//! Master dataset: long-format records, snapshot persistence, raw-table
//! import and export.

pub mod export_csv;
pub mod importer;
pub mod record;
pub mod registry;
pub mod snapshot;
pub mod table;

pub use importer::{DataImporter, ImportError, ImportReport};
pub use record::{MasterDataset, Record};
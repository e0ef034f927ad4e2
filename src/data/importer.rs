//! Batch import of raw HFA HTML extracts into the master dataset.
//!
//! One run: load the current snapshot, parse every `*.html` in the raw
//! directory, merge, persist (temp write + atomic rename), then delete the
//! consumed raw files and update the registry. A malformed table aborts the
//! whole batch before anything is persisted, so a failed run leaves both the
//! snapshot and the raw directory untouched.

use std::fmt;
use std::fs;
use std::path::{Path, PathBuf};

use crate::data::record::MasterDataset;
use crate::data::registry::{self, RegistryError};
use crate::data::snapshot::{self, SnapshotError};
use crate::data::table::{self, TableError};

pub const DEFAULT_DATA_DIR: &str = "data";
pub const DEFAULT_RAW_SUBDIR: &str = "raw";
const SNAPSHOT_FILE: &str = "master.bin";
const REGISTRY_FILE: &str = "registry.json";
const SOURCE_NOTE: &str = "HFA Table A HTML extracts";

#[derive(Debug)]
pub enum ImportError {
    Discover(std::io::Error),
    Read(PathBuf, std::io::Error),
    Table(PathBuf, TableError),
    Snapshot(SnapshotError),
    Registry(RegistryError),
    Cleanup(PathBuf, std::io::Error),
}

impl fmt::Display for ImportError {
    fn fmt(&self, f: &mut fmt::Formatter<'_>) -> fmt::Result {
        match self {
            Self::Discover(err) => write!(f, "failed to list raw data directory: {err}"),
            Self::Read(path, err) => {
                write!(f, "failed to read raw file {}: {err}", path.display())
            }
            Self::Table(path, err) => {
                write!(f, "malformed table in {}: {err}", path.display())
            }
            Self::Snapshot(err) => write!(f, "{err}"),
            Self::Registry(err) => write!(f, "{err}"),
            Self::Cleanup(path, err) => {
                write!(f, "failed to remove consumed raw file {}: {err}", path.display())
            }
        }
    }
}

impl From<SnapshotError> for ImportError {
    fn from(err: SnapshotError) -> Self {
        Self::Snapshot(err)
    }
}

#[derive(Debug, Clone, PartialEq, Eq)]
pub struct ImportReport {
    pub files_imported: usize,
    pub records_added: usize,
    pub total_records: usize,
}

/// Loads, augments and persists the master dataset.
pub struct DataImporter {
    data_dir: PathBuf,
    raw_dir: PathBuf,
}

impl DataImporter {
    pub fn new(data_dir: impl Into<PathBuf>) -> Self {
        let data_dir = data_dir.into();
        let raw_dir = data_dir.join(DEFAULT_RAW_SUBDIR);
        DataImporter { data_dir, raw_dir }
    }

    pub fn with_raw_dir(mut self, raw_dir: impl Into<PathBuf>) -> Self {
        self.raw_dir = raw_dir.into();
        self
    }

    pub fn snapshot_path(&self) -> PathBuf {
        self.data_dir.join(SNAPSHOT_FILE)
    }

    pub fn registry_path(&self) -> PathBuf {
        self.data_dir.join(REGISTRY_FILE)
    }

    /// Load the persisted dataset; missing snapshot is an empty dataset.
    pub fn load(&self) -> Result<MasterDataset, SnapshotError> {
        snapshot::load(self.snapshot_path())
    }

    /// Lazily list `*.html` files in the raw directory. Filesystem order,
    /// no guarantee. An absent raw directory yields an empty sequence.
    pub fn discover_raw(&self) -> Result<impl Iterator<Item = PathBuf>, std::io::Error> {
        let entries = match fs::read_dir(&self.raw_dir) {
            Ok(entries) => Some(entries),
            Err(err) if err.kind() == std::io::ErrorKind::NotFound => None,
            Err(err) => return Err(err),
        };
        Ok(entries.into_iter().flatten().filter_map(|entry| {
            let path = entry.ok()?.path();
            let is_html = path
                .extension()
                .is_some_and(|ext| ext.eq_ignore_ascii_case("html"));
            (is_html && path.is_file()).then_some(path)
        }))
    }

    /// Run one import batch. No-op report when there are no raw files.
    pub fn run(&self) -> Result<ImportReport, ImportError> {
        let mut dataset = self.load()?;
        let before = dataset.len();

        let files: Vec<PathBuf> = self.discover_raw().map_err(ImportError::Discover)?.collect();
        if files.is_empty() {
            return Ok(ImportReport {
                files_imported: 0,
                records_added: 0,
                total_records: before,
            });
        }

        for file in &files {
            let records = parse_raw_file(file)?;
            dataset.merge(records);
        }

        // Two-phase commit: the snapshot swap is atomic, raw files are only
        // deleted once the new snapshot is in place.
        snapshot::save(self.snapshot_path(), &dataset)?;
        for file in &files {
            fs::remove_file(file).map_err(|err| ImportError::Cleanup(file.clone(), err))?;
        }

        registry::record_import(
            self.registry_path(),
            &self.snapshot_path().to_string_lossy(),
            SOURCE_NOTE,
            dataset.len(),
        )
        .map_err(ImportError::Registry)?;

        Ok(ImportReport {
            files_imported: files.len(),
            records_added: dataset.len() - before,
            total_records: dataset.len(),
        })
    }
}

fn parse_raw_file(path: &Path) -> Result<Vec<crate::data::record::Record>, ImportError> {
    let html =
        fs::read_to_string(path).map_err(|err| ImportError::Read(path.to_path_buf(), err))?;
    let extract =
        table::parse_table(&html).map_err(|err| ImportError::Table(path.to_path_buf(), err))?;
    Ok(table::reshape(&extract))
}
//! Long-format records and the in-memory master dataset.

use serde::{Deserialize, Serialize};

/// One observation: a value for an indicator in a country in a year.
/// `country_id` is the opaque 4-digit HFA id as found in the raw tables.
#[derive(Debug, Clone, PartialEq, Serialize, Deserialize)]
pub struct Record {
    pub country_id: String,
    pub country: String,
    pub indicator: String,
    pub year: i32,
    pub value: f64,
}

/// Cumulative long-format table of all imported records. Unordered; merge is
/// plain concatenation, so repeated imports of the same raw content duplicate
/// records (see importer docs).
#[derive(Debug, Clone, Default, PartialEq, Serialize, Deserialize)]
pub struct MasterDataset {
    pub records: Vec<Record>,
}

impl MasterDataset {
    pub fn new(records: Vec<Record>) -> Self {
        MasterDataset { records }
    }

    pub fn len(&self) -> usize {
        self.records.len()
    }

    pub fn is_empty(&self) -> bool {
        self.records.is_empty()
    }

    /// Append new records. No conflict resolution, no uniqueness key.
    pub fn merge(&mut self, new: Vec<Record>) {
        self.records.extend(new);
    }

    /// Observed year range over all records, None when empty.
    pub fn year_range(&self) -> Option<(i32, i32)> {
        let mut years = self.records.iter().map(|r| r.year);
        let first = years.next()?;
        Some(years.fold((first, first), |(lo, hi), y| (lo.min(y), hi.max(y))))
    }

    /// Records for one indicator label (the English label as imported).
    pub fn for_indicator<'a>(&'a self, indicator: &'a str) -> impl Iterator<Item = &'a Record> {
        self.records.iter().filter(move |r| r.indicator == indicator)
    }
}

Work order — Your task is to transcribe, with no changes, only the lines of the listing above that lie between the line holding "no uniqueness key." and the line holding "let first = years.next()?;", inclusive.

Expected answer —
    /// Append new records. No conflict resolution, no uniqueness key.
    pub fn merge(&mut self, new: Vec<Record>) {
        self.records.extend(new);
    }

    /// Observed year range over all records, None when empty.
    pub fn year_range(&self) -> Option<(i32, i32)> {
        let mut years = self.records.iter().map(|r| r.year);
        let first = years.next()?;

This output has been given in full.